Marvin Kaufmann Opler (June 13, 1914 in Buffalo, New York – January 3, 1981) was an American anthropologist and social psychiatrist. His brother Morris Edward Opler was also an anthropologist who studied the Southern Athabaskan peoples of North America. Morris and Marvin Opler were the sons of Austrian-born Arthur A. Opler, a merchant, and Fanny Coleman-Hass. Marvin Opler is best known for his work as a principal investigator in the Midtown Community Mental Health Research Study (New York). This landmark study hinted at widespread stresses induced by urban life, as well as contributing to the development of the burgeoning field of social psychiatry in the 1950s.

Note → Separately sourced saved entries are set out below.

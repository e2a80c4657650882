use std::path::PathBuf;

use nebulabun_native::WindowHandle;

/// What the window displays. Exactly one source is loaded per window.
#[derive(Debug, Clone, PartialEq, Eq)]
pub enum ContentSource {
    /// An inline HTML document.
    Html(String),
    Url(String),
    /// A local HTML file, read by the native side.
    File(PathBuf),
}

impl ContentSource {
    /// Human-readable label used in logs and errors.
    pub fn kind(&self) -> &'static str {
        match self {
            Self::Html(_) => "HTML content",
            Self::Url(_) => "URL",
            Self::File(_) => "HTML file",
        }
    }
}

/// Lifecycle of a single-use window.
#[derive(Debug, Clone, Copy, PartialEq, Eq)]
pub enum WindowState {
    /// No native window yet.
    Unstarted,
    /// Window created; the message loop may or may not have been entered.
    Running(WindowHandle),
    /// Close requested, creation failed, or the message loop returned.
    Closed,
}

Marvin Opler attended the University at Buffalo from 1931 to 1934. While there, he was a leader in the University's National Student League. He then transferred to the University of Michigan, attracted by the reputation of the American anthropologist Leslie White. Marvin Opler's admiration of White's work was in contrast to that of his brother Morris Opler. Marvin Opler was interested in the relationships between psychology and anthropology, fields which White had considered connected. Unfortunately, White was beginning to distance himself from the field of psychology at that time.

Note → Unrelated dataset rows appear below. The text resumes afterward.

//! Window configuration types.

use serde::{Deserialize, Serialize};

/// Transparency level of a fully opaque window.
pub const OPAQUE: i32 = 255;

/// Window appearance and behavior settings.
///
/// `transparency` is kept exactly as supplied; it is clamped into
/// `0..=255` only when handed to the native layer.
#[derive(Debug, Clone, PartialEq, Eq, Serialize, Deserialize)]
#[serde(default)]
pub struct WindowConfig {
    pub title: String,
    pub width: u32,
    pub height: u32,
    /// Create the window with a transparent background.
    pub transparent: bool,
    /// Let pointer input pass through to whatever is behind the window.
    pub click_through: bool,
    /// Window alpha, 255 = fully opaque.
    pub transparency: i32,
    /// Inject the `window.Nebulabun` bridge script after creation.
    pub bridge: bool,
}

impl Default for WindowConfig {
    fn default() -> Self {
        Self {
            title: "Nebulabun App".into(),
            width: 800,
            height: 600,
            transparent: false,
            click_through: false,
            transparency: OPAQUE,
            bridge: true,
        }
    }
}

impl WindowConfig {
    /// Whether the window must be created with transparency enabled.
    ///
    /// Click-through and partial alpha both need a layered window, so any
    /// of the three settings turns it on.
    pub fn effective_transparent(&self) -> bool {
        self.transparent || self.click_through || self.transparency < OPAQUE
    }

    /// Put the default back for a zero width or height.
    ///
    /// Returns `true` when anything was replaced.
    pub fn replace_zero_dimensions(&mut self) -> bool {
        let defaults = Self::default();
        let mut replaced = false;
        if self.width == 0 {
            self.width = defaults.width;
            replaced = true;
        }
        if self.height == 0 {
            self.height = defaults.height;
            replaced = true;
        }
        replaced
    }
}

// =============================================================================
// Tests
// =============================================================================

Marvin Opler was granted an A.B. in social studies from the University of Michigan in 1935. After college, he continued his academic career at Columbia University. There he had the chance to study anthropology under Ruth Benedict and Ralph Linton. At this time, Opler was conducting some of the earliest anthropological fieldwork among the Southern Utes. After completing his dissertation on the acculturation of the Ute and Paiute peoples in Colorado and Utah, he was granted a Ph.D. from Columbia in 1938.